(Saved entries)
::::

//! Parameter model for the stretch pipeline.

mod defaults;
mod enums;
mod params;
mod signature;
mod validation;


pub use enums::{ChannelMode, OverflowPolicy, StretchKind};
pub use params::StretchParameters;
pub use signature::{ChangeDetector, MaskSignature, PreviewSignature, StretchSignature};
pub use validation::validate_parameters;
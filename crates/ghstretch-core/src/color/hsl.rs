//! HSL (Hue-Saturation-Lightness) color space conversions
//!
//! The L channel is the "Lightness" virtual channel of the stretch
//! pipeline: it is extracted, stretched and reinserted without touching
//! hue or saturation.

/// HSL color representation
/// - H (hue): 0.0-360.0 degrees
/// - S (saturation): 0.0-1.0
/// - L (lightness): 0.0-1.0
#[derive(Debug, Clone, Copy, PartialEq)]
pub struct Hsl {
    pub h: f32,
    pub s: f32,
    pub l: f32,
}

/// Convert RGB to HSL
///
/// Input: RGB values in range 0.0-1.0
/// Output: HSL where H is 0.0-360.0, S and L are 0.0-1.0
#[inline]
pub fn rgb_to_hsl(r: f32, g: f32, b: f32) -> Hsl {
    let r = r.clamp(0.0, 1.0);
    let g = g.clamp(0.0, 1.0);
    let b = b.clamp(0.0, 1.0);

    let max = r.max(g).max(b);
    let min = r.min(g).min(b);
    let delta = max - min;

    // Lightness
    let l = (max + min) / 2.0;

    // Achromatic case
    if delta < 1e-6 {
        return Hsl { h: 0.0, s: 0.0, l };
    }

    // Saturation
    let s = if l < 0.5 {
        delta / (max + min)
    } else {
        delta / (2.0 - max - min)
    };

    // Hue
    let h = if (max - r).abs() < 1e-6 {
        let mut h = (g - b) / delta;
        if g < b {
            h += 6.0;
        }
        h * 60.0
    } else if (max - g).abs() < 1e-6 {
        ((b - r) / delta + 2.0) * 60.0
    } else {
        ((r - g) / delta + 4.0) * 60.0
    };

    Hsl { h: h % 360.0, s, l }
}

/// Convert HSL to RGB
///
/// Input: HSL where H is 0.0-360.0, S and L are 0.0-1.0
/// Output: RGB values in range 0.0-1.0
#[inline]
pub fn hsl_to_rgb(hsl: Hsl) -> (f32, f32, f32) {
    let Hsl { h, s, l } = hsl;
    let s = s.clamp(0.0, 1.0);
    let l = l.clamp(0.0, 1.0);

    // Achromatic case
    if s < 1e-6 {
        return (l, l, l);
    }

    let h = h % 360.0;
    let h = if h < 0.0 { h + 360.0 } else { h };

    let q = if l < 0.5 {
        l * (1.0 + s)
    } else {
        l + s - l * s
    };
    let p = 2.0 * l - q;

    let h_norm = h / 360.0;

    let r = hue_to_rgb(p, q, h_norm + 1.0 / 3.0);
    let g = hue_to_rgb(p, q, h_norm);
    let b = hue_to_rgb(p, q, h_norm - 1.0 / 3.0);

    (r, g, b)
}

/// Helper function for HSL to RGB conversion
#[inline]
fn hue_to_rgb(p: f32, q: f32, mut t: f32) -> f32 {
    if t < 0.0 {
        t += 1.0;
    }
    if t > 1.0 {
        t -= 1.0;
    }

    if t < 1.0 / 6.0 {
        p + (q - p) * 6.0 * t
    } else if t < 1.0 / 2.0 {
        q
    } else if t < 2.0 / 3.0 {
        p + (q - p) * (2.0 / 3.0 - t) * 6.0
    } else {
        p
    }
}
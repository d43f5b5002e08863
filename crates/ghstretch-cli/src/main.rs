use clap::{Parser, Subcommand};
use std::path::PathBuf;

use ghstretch_core::compositor::apply_point_transform;
use ghstretch_core::config::set_verbose;
use ghstretch_core::histogram::{HistogramAnalyzer, HistogramChannel};
use ghstretch_core::mask::{blend_with_original, MaskView};
use ghstretch_core::presets;
use ghstretch_core::{ChannelMode, StretchKind, StretchParameters, TransformEngine};

mod png_io;

#[derive(Parser)]
#[command(name = "ghstretch")]
#[command(version, about = "Generalised hyperbolic stretch for deep-sky images", long_about = None)]
struct Cli {
    /// Enable verbose output
    #[arg(short, long, global = true)]
    verbose: bool,

    #[command(subcommand)]
    command: Commands,
}

#[derive(Subcommand)]
enum Commands {
    /// Stretch an image and write the result
    Apply {
        /// Input PNG file
        #[arg(value_name = "INPUT")]
        input: PathBuf,

        /// Output file (default: <input>_stretched.png)
        #[arg(short, long, value_name = "FILE")]
        out: Option<PathBuf>,

        /// Stretch preset file
        #[arg(short, long, value_name = "FILE")]
        preset: Option<PathBuf>,

        /// Transform kind: generalised_hyperbolic, histogram_transformation,
        /// arcsinh, linear, inversion, stf
        #[arg(short, long, value_name = "KIND")]
        kind: Option<String>,

        /// Stretch intensity D (0 = identity)
        #[arg(short, long, value_name = "FLOAT")]
        d: Option<f64>,

        /// Local stretch intensity b
        #[arg(short, long, value_name = "FLOAT")]
        b: Option<f64>,

        /// Symmetry point SP
        #[arg(long, value_name = "FLOAT")]
        sp: Option<f64>,

        /// Shadow protection point LP
        #[arg(long, value_name = "FLOAT")]
        lp: Option<f64>,

        /// Highlight protection point HP
        #[arg(long, value_name = "FLOAT")]
        hp: Option<f64>,

        /// Black point (linear stretch)
        #[arg(long, value_name = "FLOAT")]
        bp: Option<f64>,

        /// White point (linear stretch)
        #[arg(long, value_name = "FLOAT")]
        wp: Option<f64>,

        /// Channel mode: red, green, blue, rgb, lightness, saturation,
        /// luminance
        #[arg(short, long, value_name = "MODE")]
        channel: Option<String>,

        /// Apply the inverse transform
        #[arg(long)]
        invert: bool,

        /// Mask PNG blending the stretch against the original
        #[arg(short, long, value_name = "FILE")]
        mask: Option<PathBuf>,

        /// Invert the mask weights
        #[arg(long)]
        invert_mask: bool,

        /// STF: stretch each channel by its own statistics
        #[arg(long)]
        unlinked: bool,
    },

    /// Print image statistics and suggested stretch anchors
    Analyze {
        /// Input PNG file
        #[arg(value_name = "INPUT")]
        input: PathBuf,

        /// Sample count for the clip-level suggestions
        #[arg(long, value_name = "COUNT", default_value = "100.0")]
        clip_count: f64,
    },

    /// Manage stretch presets
    Preset {
        #[command(subcommand)]
        action: PresetAction,
    },
}

#[derive(Subcommand)]
enum PresetAction {
    /// List available presets
    List {
        /// Directory to list presets from
        #[arg(short, long, value_name = "DIR")]
        dir: Option<PathBuf>,
    },

    /// Show details of a preset
    Show {
        /// Preset name or file path
        preset: String,
    },

    /// Create a new preset template
    Create {
        /// Output file path
        output: PathBuf,
    },
}

fn main() {
    let cli = Cli::parse();
    set_verbose(cli.verbose);

    let result = match cli.command {
        Commands::Apply {
            input,
            out,
            preset,
            kind,
            d,
            b,
            sp,
            lp,
            hp,
            bp,
            wp,
            channel,
            invert,
            mask,
            invert_mask,
            unlinked,
        } => cmd_apply(
            input, out, preset, kind, d, b, sp, lp, hp, bp, wp, channel, invert, mask,
            invert_mask, unlinked,
        ),

        Commands::Analyze { input, clip_count } => cmd_analyze(input, clip_count),

        Commands::Preset { action } => match action {
            PresetAction::List { dir } => cmd_preset_list(dir),
            PresetAction::Show { preset } => cmd_preset_show(preset),
            PresetAction::Create { output } => cmd_preset_create(output),
        },
    };

    if let Err(e) = result {
        eprintln!("Error: {}", e);
        std::process::exit(1);
    }
}

/// Parse a snake_case enum value the same way preset YAML spells it.
fn parse_yaml_enum<T: serde::de::DeserializeOwned>(what: &str, value: &str) -> Result<T, String> {
    serde_yaml::from_str(value).map_err(|_| format!("Unknown {}: {}", what, value))
}

#[allow(clippy::too_many_arguments)]
fn cmd_apply(
    input: PathBuf,
    out: Option<PathBuf>,
    preset: Option<PathBuf>,
    kind: Option<String>,
    d: Option<f64>,
    b: Option<f64>,
    sp: Option<f64>,
    lp: Option<f64>,
    hp: Option<f64>,
    bp: Option<f64>,
    wp: Option<f64>,
    channel: Option<String>,
    invert: bool,
    mask: Option<PathBuf>,
    invert_mask: bool,
    unlinked: bool,
) -> Result<(), String> {
    let mut params = match preset {
        Some(path) => presets::load_preset(path)?,
        None => StretchParameters::default(),
    };
    if let Some(k) = kind {
        params.kind = parse_yaml_enum::<StretchKind>("transform kind", &k)?;
    }
    if let Some(c) = channel {
        params.channel_mode = parse_yaml_enum::<ChannelMode>("channel mode", &c)?;
    }
    if let Some(v) = d {
        params.d = v;
    }
    if let Some(v) = b {
        params.b = v;
    }
    if let Some(v) = sp {
        params.sp = v;
    }
    if let Some(v) = lp {
        params.lp = v;
    }
    if let Some(v) = hp {
        params.hp = v;
    }
    if let Some(v) = bp {
        params.bp = v;
    }
    if let Some(v) = wp {
        params.wp = v;
    }
    params.invert = invert;
    params.stf_linked = !unlinked;

    if params.kind == StretchKind::Blend {
        return Err("The blend kind needs a second live view and is not available here".to_string());
    }

    let image = png_io::read_png(&input)?;
    println!(
        "Loaded {}: {}x{}, {} channel(s)",
        input.display(),
        image.width(),
        image.height(),
        image.channels()
    );

    let mut engine = TransformEngine::new(&params)?;
    if params.kind == StretchKind::Stf {
        let mut analyzer =
            HistogramAnalyzer::new(&image, params.normalized_lum_coefficients());
        engine.set_stf(analyzer.derive_stf_curves(params.stf_linked)?);
    }

    let original = image.clone();
    let mut working = image;
    apply_point_transform(&mut working, &engine)?;

    if let Some(mask_path) = mask {
        let mask_image = png_io::read_png(&mask_path)?;
        let view = MaskView::new(&mask_image, invert_mask);
        blend_with_original(&mut working, &original, &view)?;
    }

    for v in working.data_mut() {
        *v = if v.is_finite() { v.clamp(0.0, 1.0) } else { 0.0 };
    }

    let out = out.unwrap_or_else(|| default_output_path(&input));
    png_io::write_png16(&working, &out)?;
    println!("Wrote {}", out.display());
    Ok(())
}

fn default_output_path(input: &PathBuf) -> PathBuf {
    let stem = input
        .file_stem()
        .and_then(|s| s.to_str())
        .unwrap_or("output");
    input.with_file_name(format!("{}_stretched.png", stem))
}

fn cmd_analyze(input: PathBuf, clip_count: f64) -> Result<(), String> {
    let image = png_io::read_png(&input)?;
    println!(
        "{}: {}x{}, {} channel(s)",
        input.display(),
        image.width(),
        image.height(),
        image.channels()
    );

    let coeffs = StretchParameters::default().normalized_lum_coefficients();
    let mut analyzer = HistogramAnalyzer::new(&image, coeffs);

    let names = if image.channels() == 1 {
        vec![("K", HistogramChannel::Direct(0))]
    } else {
        vec![
            ("R", HistogramChannel::Direct(0)),
            ("G", HistogramChannel::Direct(1)),
            ("B", HistogramChannel::Direct(2)),
        ]
    };

    for (name, channel) in &names {
        let (median, mad) = analyzer.median_and_mad(*channel)?;
        let ends = analyzer.histogram_for(*channel)?.ends();
        println!(
            "  {}: median {:.5}  mad {:.5}  range [{:.5}, {:.5}]  populated bins {}",
            name, median, mad, ends.low, ends.high, ends.non_empty_bins
        );
    }

    let channels: Vec<HistogramChannel> = names.iter().map(|&(_, c)| c).collect();
    let low = analyzer.clip_level_from_low_count(clip_count, &channels)?;
    let high = analyzer.clip_level_from_high_count(clip_count, &channels)?;
    println!(
        "Suggested anchors for {} clipped samples: BP {:.5}, WP {:.5}",
        clip_count, low, high
    );

    let curves = analyzer.derive_stf_curves(true)?;
    println!(
        "Linked STF: shadows {:.5}, midtone {:.5}, highlights {:.5}",
        curves[0].shadows, curves[0].midtone, curves[0].highlights
    );
    Ok(())
}

fn cmd_preset_list(dir: Option<PathBuf>) -> Result<(), String> {
    let dir = match dir {
        Some(d) => d,
        None => presets::get_presets_dir()?,
    };
    let mut names = presets::list_presets(&dir)?;
    names.sort();
    if names.is_empty() {
        println!("No presets found in {}", dir.display());
    } else {
        println!("Presets in {}:", dir.display());
        for name in names {
            println!("  {}", name);
        }
    }
    Ok(())
}

fn cmd_preset_show(preset: String) -> Result<(), String> {
    // Direct paths are used as-is; bare names resolve in the presets dir
    let path = if preset.ends_with(".yml") || preset.ends_with(".yaml") {
        PathBuf::from(preset)
    } else {
        presets::validate_preset_name(&preset)?;
        presets::get_presets_dir()?.join(format!("{}.yml", preset))
    };
    let params = presets::load_preset(&path)?;
    let yaml = serde_yaml::to_string(&params)
        .map_err(|e| format!("Failed to serialize preset: {}", e))?;
    println!("{}", yaml);
    Ok(())
}

fn cmd_preset_create(output: PathBuf) -> Result<(), String> {
    let params = StretchParameters {
        kind: StretchKind::GeneralisedHyperbolic,
        d: 2.0,
        b: 1.0,
        sp: 0.1,
        ..StretchParameters::default()
    };
    presets::save_preset(&params, &output)?;
    println!("Created preset template {}", output.display());
    Ok(())
}
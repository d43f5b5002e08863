//! Structural validation of stretch parameters.
//!
//! Callers must validate before recomputing; per-sample numeric edge
//! cases are handled by the engine itself and are not validation
//! concerns. Availability of the blend/mask *source buffers* is checked
//! at recompute time and soft-fails there.

use super::enums::StretchKind;
use super::params::StretchParameters;

/// Check a parameter record for structural violations.
///
/// Returns a descriptive failure reason instead of panicking.
pub fn validate_parameters(params: &StretchParameters) -> Result<(), String> {
    for (name, v) in [("LP", params.lp), ("SP", params.sp), ("HP", params.hp)] {
        if !(0.0..=1.0).contains(&v) {
            return Err(format!("{} must be within [0, 1], got {}", name, v));
        }
    }
    if params.lp > params.sp || params.sp > params.hp {
        return Err(format!(
            "Protection points must satisfy LP <= SP <= HP, got LP={} SP={} HP={}",
            params.lp, params.sp, params.hp
        ));
    }

    if params.bp >= params.wp {
        return Err(format!(
            "Black point must be below white point, got BP={} WP={}",
            params.bp, params.wp
        ));
    }

    if !params.d.is_finite() || params.d < 0.0 {
        return Err(format!(
            "Stretch intensity D must be finite and non-negative, got {}",
            params.d
        ));
    }
    if !params.b.is_finite() {
        return Err(format!("Local intensity b must be finite, got {}", params.b));
    }

    if !(0.0..=100.0).contains(&params.combine_percent) {
        return Err(format!(
            "Blend percentage must be within [0, 100], got {}",
            params.combine_percent
        ));
    }

    if params.kind == StretchKind::Blend && params.combine_target_id.is_none() {
        return Err("Blend requires a combine target".to_string());
    }

    if params.invert && !params.kind.is_invertible(params.combine_percent) {
        return Err(format!(
            "Invert requested for a non-invertible configuration ({:?})",
            params.kind
        ));
    }

    if params.lum_coefficients.iter().any(|&c| !(c >= 0.0)) {
        return Err(format!(
            "Luminance coefficients must be non-negative, got {:?}",
            params.lum_coefficients
        ));
    }
    if params.lum_coefficients.iter().sum::<f64>() <= 0.0 {
        return Err("Luminance coefficients must not all be zero".to_string());
    }

    Ok(())
}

::::

** WHAT TO WORK ON **
For every line in the data above that has the string "bool", return that line.

** WRITTEN ANSWER **
    verbose: bool,
        invert: bool,
        invert_mask: bool,
        unlinked: bool,
    invert: bool,
    invert_mask: bool,
    unlinked: bool,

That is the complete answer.